Looking in indexes: https://pypi.org/simple, https://us-python.pkg.dev/colab-wheels/public/simple/
Looking in indexes: https://pypi.org/simple, https://us-python.pkg.dev/colab-wheels/public/simple/


# rechecking mr.tydi https://arxiv.org/pdf/2108.08787.pdf for bangla information retrieval

In [2]:
!python -m pyserini.search.lucene --threads 16 --batch-size 128 \
  --language bn \
  --topics mrtydi-v1.1-bengali-test \
  --index mrtydi-v1.1-bengali \
  --output run.mrtydi.bm25.bn.test.txt --bm25 --hits 100


Running mrtydi-v1.1-bengali-test topics, saving to run.mrtydi.bm25.bn.test.txt...
100% 111/111 [00:03<00:00, 29.91it/s]


In [3]:
#paper
!python -m pyserini.search.faiss --threads 16 --batch-size 512 \
  --encoder castorini/mdpr-question-nq \
  --topics mrtydi-v1.1-bengali-test \
  --index mrtydi-v1.1-bengali-mdpr-nq \
  --output run.mrtydi.mdpr-split-pft-nq.bn.test.txt --hits 100


Attempting to initialize pre-built index mrtydi-v1.1-bengali-mdpr-nq.
/root/.cache/pyserini/indexes/faiss.mrtydi-v1.1-bengali.20220207.5df364.e60cb6f1f7139cf0551f0ba4e4e83bf6 already exists, skipping download.
Initializing mrtydi-v1.1-bengali-mdpr-nq...
Running mrtydi-v1.1-bengali-test topics, saving to run.mrtydi.mdpr-split-pft-nq.bn.test.txt...
100% 111/111 [00:29<00:00,  3.75it/s]


In [4]:
!python -m pyserini.search.faiss --threads 16 --batch-size 512 \
  --encoder-class auto \
  --encoder castorini/mdpr-tied-pft-msmarco-ft-all \
  --topics mrtydi-v1.1-bengali-test \
  --index mrtydi-v1.1-bengali-mdpr-tied-pft-msmarco-ft-all \
  --output run.mrtydi.mdpr-tied-pft-msmarco-ft-all.bn.test.txt --hits 100


Attempting to initialize pre-built index mrtydi-v1.1-bengali-mdpr-tied-pft-msmarco-ft-all.
/root/.cache/pyserini/indexes/faiss.mrtydi-v1.1-bengali.20220524.7b099d5.d1e75f4960a723b068bb778a972ffb54 already exists, skipping download.
Initializing mrtydi-v1.1-bengali-mdpr-tied-pft-msmarco-ft-all...
Running mrtydi-v1.1-bengali-test topics, saving to run.mrtydi.mdpr-tied-pft-msmarco-ft-all.bn.test.txt...
  0% 0/111 [00:00<?, ?it/s]Asking to truncate to max_length but no maximum length is provided and the model has no predefined maximum length.

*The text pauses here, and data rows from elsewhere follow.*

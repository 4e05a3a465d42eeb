//! Application Errors

use crate::application::ports::{TerminalError, TradeResult};
use crate::domain::shared::DomainError;
use crate::domain::trading::PositionSelectionError;

/// Error returned by the trade use cases.
#[derive(Debug, Clone, thiserror::Error)]
pub enum TradeError {
    /// The request is invalid; nothing was sent to the terminal.
    #[error("{message}")]
    Validation {
        /// Client-facing description.
        message: String,
    },

    /// The terminal session could not be established.
    #[error("Terminal not connected: {last_error}")]
    Connectivity {
        /// Terminal's last error.
        last_error: String,
    },

    /// The terminal did not execute the request.
    #[error("{message}")]
    Execution {
        /// Failure description.
        message: String,
        /// Raw terminal result, when one was returned.
        result: Option<TradeResult>,
    },

    /// A terminal call failed in transport.
    #[error(transparent)]
    Terminal(#[from] TerminalError),
}

impl TradeError {
    /// Create a validation error.
    pub fn validation(message: impl Into<String>) -> Self {
        Self::Validation {
            message: message.into(),
        }
    }

    /// Create an execution error without a terminal result.
    pub fn execution(message: impl Into<String>) -> Self {
        Self::Execution {
            message: message.into(),
            result: None,
        }
    }

    /// Create an execution error carrying the terminal result.
    pub fn rejected(result: TradeResult) -> Self {
        Self::Execution {
            message: format!("Request rejected: {} ({})", result.comment, result.retcode),
            result: Some(result),
        }
    }

    /// Whether the caller is at fault.
    #[must_use]
    pub const fn is_client_error(&self) -> bool {
        matches!(self, Self::Validation { .. })
    }

    /// Metrics label for the error kind.
    #[must_use]
    pub const fn kind(&self) -> &'static str {
        match self {
            Self::Validation { .. } => "rejected",
            Self::Connectivity { .. } => "disconnected",
            Self::Execution { .. } => "failed",
            Self::Terminal(_) => "terminal_error",
        }
    }
}

impl From<DomainError> for TradeError {
    fn from(err: DomainError) -> Self {
        Self::validation(err.to_string())
    }
}

impl From<PositionSelectionError> for TradeError {
    fn from(err: PositionSelectionError) -> Self {
        Self::validation(err.to_string())
    }
}

#[cfg(test)]
mod tests {
    use super::*;
    use crate::domain::trading::TradeRetcode;
    use rust_decimal::Decimal;

    #[test]
    fn domain_errors_are_validation() {
        let err: TradeError = DomainError::invalid("lot", "Volume must be positive").into();
        assert!(err.is_client_error());
        assert_eq!(err.to_string(), "Invalid value for 'lot': Volume must be positive");
    }

    #[test]
    fn rejected_keeps_result() {
        let result = TradeResult {
            retcode: TradeRetcode::NO_MONEY,
            deal: 0,
            order: 0,
            volume: Decimal::ZERO,
            price: Decimal::ZERO,
            bid: Decimal::ZERO,
            ask: Decimal::ZERO,
            comment: "No money".to_string(),
            request_id: 3,
        };
        let err = TradeError::rejected(result.clone());
        assert!(!err.is_client_error());
        assert_eq!(err.to_string(), "Request rejected: No money (10019)");
        assert!(matches!(err, TradeError::Execution { result: Some(r), .. } if r == result));
    }

    #[test]
    fn terminal_errors_convert() {
        let err: TradeError = TerminalError::ConnectionError {
            message: "refused".to_string(),
        }
        .into();
        assert_eq!(err.kind(), "terminal_error");
        assert_eq!(err.to_string(), "Terminal connection error: refused");
    }
}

Default to no truncation.
100% 111/111 [00:17<00:00,  6.39it/s]


In [5]:
""" Reproduce the hybrid results in v1.1 """
#https://github.com/castorini/mr.tydi/blob/main/scripts/hybrid.py
import argparse
from collections import defaultdict

from tqdm import tqdm


lang2alpha = {'arabic': 0.77, 'bengali': 0.71, 'english': 1.0, 'finnish': 0.77, 'indonesian': 0.9, 'japanese': 0.99, 'korean': 1.0, 'russian': 0.93, 'swahili': 0.56, 'telugu': 0.73, 'thai': 0.84}


def load_runs(fn):
    runs = defaultdict(dict)
    with open(fn) as f:
        for line in f:
            qid, _, docid, _, score, _ = line.rstrip().split()
            runs[qid][docid] = float(score)
    return runs

class CFG:
  def __init__(self):  
    self.dense = '/content/run.mrtydi.mdpr-tied-pft-msmarco-ft-all.bn.test.txt' #/content/run.mrtydi.mdpr-split-pft-nq.bn.test.txt /content/run.mrtydi.mdpr-tied-pft-msmarco-ft-all.bn.test.txt
    self.sparse = '/content/run.mrtydi.bm25.bn.test.txt'
    self.output = "run_output.txt"
    self.lang = 'bengali' # one of {'arabic', 'bengali', 'english', 'finnish', 'indonesian', 'japanese', 'korean', 'russian', 'swahili', 'telugu', 'thai'}
    self.alpha = 0.0
    self.normalization = True
    self.weight_on_dense = True
def hybrid(paperwork = False):
    args = CFG()
    if(paperwork):
      print("paperwork......\n")
      args.dense = '/content/run.mrtydi.mdpr-split-pft-nq.bn.test.txt'
      args.output = 'paper_output.txt'
    print(args.dense)
    runs_1 = load_runs(args.dense) 
    runs_2 = load_runs(args.sparse)

    hybrid_result = {}
    output_f = open(args.output, 'w')
    alpha = args.alpha
    lang = args.lang
    if lang:
        if lang not in lang2alpha:
            raise ValueError(f"Unrecognized lang, need to be one of {list(lang2alpha.keys())}.")
        alpha = lang2alpha[lang]
    # alpha = 0.69
    print("alpha = ",alpha)
    for key in tqdm(list(set(runs_1.keys()).union(set(runs_2.keys())))):
        dense_hits = {docid: runs_1[key][docid] for docid in runs_1[key]} if key in runs_1 else {}
        sparse_hits = {docid: runs_2[key][docid] for docid in runs_2[key]} if key in runs_2 else {}

        hybrid_result = []
        min_dense_score = min(dense_hits.values()) if len(dense_hits) > 0 else 0
        max_dense_score = max(dense_hits.values()) if len(dense_hits) > 0 else 1
        min_sparse_score = min(sparse_hits.values()) if len(sparse_hits) > 0 else 0
        max_sparse_score = max(sparse_hits.values()) if len(sparse_hits) > 0 else 1
        for doc in set(dense_hits.keys()) | set(sparse_hits.keys()):
            if doc not in dense_hits:
                sparse_score = sparse_hits[doc]
                dense_score = min_dense_score
            elif doc not in sparse_hits:
                sparse_score = min_sparse_score
                dense_score = dense_hits[doc]
            else:
                sparse_score = sparse_hits[doc]
                dense_score = dense_hits[doc]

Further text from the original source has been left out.